* BRIEF
Each entry needs to be reproduced verbatim.

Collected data
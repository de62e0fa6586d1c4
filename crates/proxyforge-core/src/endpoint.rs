//! Proxy and target endpoint definitions.

use serde::{Deserialize, Serialize};

use crate::flow::{DefaultFaultRule, FaultRule, Flow, FlowSteps};
use crate::fragment::{EnvironmentVariable, Property};

/// The client-facing side of a proxy.
#[derive(Debug, Clone, PartialEq, Eq, Serialize, Deserialize)]
pub struct ProxyEndpoint {
    pub name: String,
    pub pre_flow: Option<FlowSteps>,
    pub flows: Vec<Flow>,
    pub post_flow: Option<FlowSteps>,
    pub post_client_flow: Option<FlowSteps>,
    pub fault_rules: Vec<FaultRule>,
    pub default_fault_rule: Option<DefaultFaultRule>,
    pub http_proxy_connection: Option<HttpProxyConnection>,
    /// Evaluated in declaration order; the first match wins.
    pub route_rules: Vec<RouteRule>,
}

/// Listener settings of a proxy endpoint.
#[derive(Debug, Clone, PartialEq, Eq, Serialize, Deserialize)]
pub struct HttpProxyConnection {
    pub base_path: String,
    pub virtual_hosts: Vec<String>,
    pub properties: Vec<Property>,
}

/// Routes a request to a target once the proxy flows have run.
#[derive(Debug, Clone, PartialEq, Eq, Serialize, Deserialize)]
pub struct RouteRule {
    pub name: String,
    pub condition: Option<String>,
    /// `None` is a null route: the proxy answers without calling a backend.
    pub target: Option<RouteTarget>,
}

#[derive(Debug, Clone, PartialEq, Eq, Serialize, Deserialize)]
#[serde(rename_all = "snake_case")]
pub enum RouteTarget {
    /// Name of a target endpoint in the same bundle.
    TargetEndpoint(String),
    /// Literal backend URL.
    Url(String),
}

/// The backend-facing side of a proxy.
#[derive(Debug, Clone, PartialEq, Eq, Serialize, Deserialize)]
pub struct TargetEndpoint {
    pub name: String,
    pub pre_flow: Option<FlowSteps>,
    pub flows: Vec<Flow>,
    pub post_flow: Option<FlowSteps>,
    pub fault_rules: Vec<FaultRule>,
    pub default_fault_rule: Option<DefaultFaultRule>,
    pub connection: Option<TargetConnection>,
    pub ssl_info: Option<SslInfo>,
}

/// How a target endpoint reaches its backend.
#[derive(Debug, Clone, PartialEq, Eq, Serialize, Deserialize)]
#[serde(rename_all = "snake_case")]
pub enum TargetConnection {
    Http(HttpTargetConnection),
    Local(LocalTargetConnection),
    Script(ScriptTarget),
}

#[derive(Debug, Clone, PartialEq, Eq, Default, Serialize, Deserialize)]
pub struct HttpTargetConnection {
    /// Absent when a load balancer names the servers instead.
    pub url: Option<String>,
    pub load_balancer: Option<LoadBalancer>,
    pub properties: Vec<Property>,
}

/// Chains to another proxy deployed in the same organization.
#[derive(Debug, Clone, PartialEq, Eq, Default, Serialize, Deserialize)]
pub struct LocalTargetConnection {
    pub api_proxy: Option<String>,
    pub proxy_endpoint: Option<String>,
    pub path: Option<String>,
}

/// A hosted script acting as the backend.
#[derive(Debug, Clone, PartialEq, Eq, Serialize, Deserialize)]
pub struct ScriptTarget {
    pub resource_url: String,
    pub environment_variables: Vec<EnvironmentVariable>,
    pub arguments: Vec<String>,
}

#[derive(Debug, Clone, PartialEq, Eq, Serialize, Deserialize)]
pub struct LoadBalancer {
    pub algorithm: String,
    pub servers: Vec<LoadBalancerServer>,
    pub max_failures: Option<i64>,
    pub retry_enabled: bool,
}

#[derive(Debug, Clone, PartialEq, Eq, Serialize, Deserialize)]
pub struct LoadBalancerServer {
    /// Name of a target server configured in the environment.
    pub name: String,
    pub weight: Option<i64>,
    pub is_fallback: bool,
}

/// TLS settings for the backend connection.
#[derive(Debug, Clone, PartialEq, Eq, Default, Serialize, Deserialize)]
pub struct SslInfo {
    pub enabled: bool,
    pub client_auth_enabled: bool,
    pub trust_store: Option<String>,
    pub key_store: Option<String>,
    pub key_alias: Option<String>,
    pub ciphers: Vec<String>,
    pub protocols: Vec<String>,
}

* TASK ANSWER
repository de62e0fa6586d1c4
filename crates/proxyforge-core/src/endpoint.rs
//! Proxy and target endpoint definitions.

use serde::{Deserialize, Serialize};

use crate::flow::{DefaultFaultRule, FaultRule, Flow, FlowSteps};
use crate::fragment::{EnvironmentVariable, Property};

/// The client-facing side of a proxy.
#[derive(Debug, Clone, PartialEq, Eq, Serialize, Deserialize)]
pub struct ProxyEndpoint {
    pub name: String,
    pub pre_flow: Option<FlowSteps>,
    pub flows: Vec<Flow>,
    pub post_flow: Option<FlowSteps>,
    pub post_client_flow: Option<FlowSteps>,
    pub fault_rules: Vec<FaultRule>,
    pub default_fault_rule: Option<DefaultFaultRule>,
    pub http_proxy_connection: Option<HttpProxyConnection>,
    /// Evaluated in declaration order; the first match wins.
    pub route_rules: Vec<RouteRule>,
}

/// Listener settings of a proxy endpoint.
#[derive(Debug, Clone, PartialEq, Eq, Serialize, Deserialize)]
pub struct HttpProxyConnection {
    pub base_path: String,
    pub virtual_hosts: Vec<String>,
    pub properties: Vec<Property>,
}

/// Routes a request to a target once the proxy flows have run.
#[derive(Debug, Clone, PartialEq, Eq, Serialize, Deserialize)]
pub struct RouteRule {
    pub name: String,
    pub condition: Option<String>,
    /// `None` is a null route: the proxy answers without calling a backend.
    pub target: Option<RouteTarget>,
}

#[derive(Debug, Clone, PartialEq, Eq, Serialize, Deserialize)]
#[serde(rename_all = "snake_case")]
pub enum RouteTarget {
    /// Name of a target endpoint in the same bundle.
    TargetEndpoint(String),
    /// Literal backend URL.
    Url(String),
}

/// The backend-facing side of a proxy.
#[derive(Debug, Clone, PartialEq, Eq, Serialize, Deserialize)]
pub struct TargetEndpoint {
    pub name: String,
    pub pre_flow: Option<FlowSteps>,
    pub flows: Vec<Flow>,
    pub post_flow: Option<FlowSteps>,
    pub fault_rules: Vec<FaultRule>,
    pub default_fault_rule: Option<DefaultFaultRule>,
    pub connection: Option<TargetConnection>,
    pub ssl_info: Option<SslInfo>,
}

/// How a target endpoint reaches its backend.
#[derive(Debug, Clone, PartialEq, Eq, Serialize, Deserialize)]
#[serde(rename_all = "snake_case")]
pub enum TargetConnection {
    Http(HttpTargetConnection),
    Local(LocalTargetConnection),
    Script(ScriptTarget),
}

#[derive(Debug, Clone, PartialEq, Eq, Default, Serialize, Deserialize)]
pub struct HttpTargetConnection {
    /// Absent when a load balancer names the servers instead.
    pub url: Option<String>,
    pub load_balancer: Option<LoadBalancer>,
    pub properties: Vec<Property>,
}

/// Chains to another proxy deployed in the same organization.
#[derive(Debug, Clone, PartialEq, Eq, Default, Serialize, Deserialize)]
pub struct LocalTargetConnection {
    pub api_proxy: Option<String>,
    pub proxy_endpoint: Option<String>,
    pub path: Option<String>,
}

/// A hosted script acting as the backend.
#[derive(Debug, Clone, PartialEq, Eq, Serialize, Deserialize)]
pub struct ScriptTarget {
    pub resource_url: String,
    pub environment_variables: Vec<EnvironmentVariable>,
    pub arguments: Vec<String>,
}

#[derive(Debug, Clone, PartialEq, Eq, Serialize, Deserialize)]
pub struct LoadBalancer {
    pub algorithm: String,
    pub servers: Vec<LoadBalancerServer>,
    pub max_failures: Option<i64>,
    pub retry_enabled: bool,
}

#[derive(Debug, Clone, PartialEq, Eq, Serialize, Deserialize)]
pub struct LoadBalancerServer {
    /// Name of a target server configured in the environment.
    pub name: String,
    pub weight: Option<i64>,
    pub is_fallback: bool,
}

/// TLS settings for the backend connection.
#[derive(Debug, Clone, PartialEq, Eq, Default, Serialize, Deserialize)]
pub struct SslInfo {
    pub enabled: bool,
    pub client_auth_enabled: bool,
    pub trust_store: Option<String>,
    pub key_store: Option<String>,
    pub key_alias: Option<String>,
    pub ciphers: Vec<String>,
    pub protocols: Vec<String>,
}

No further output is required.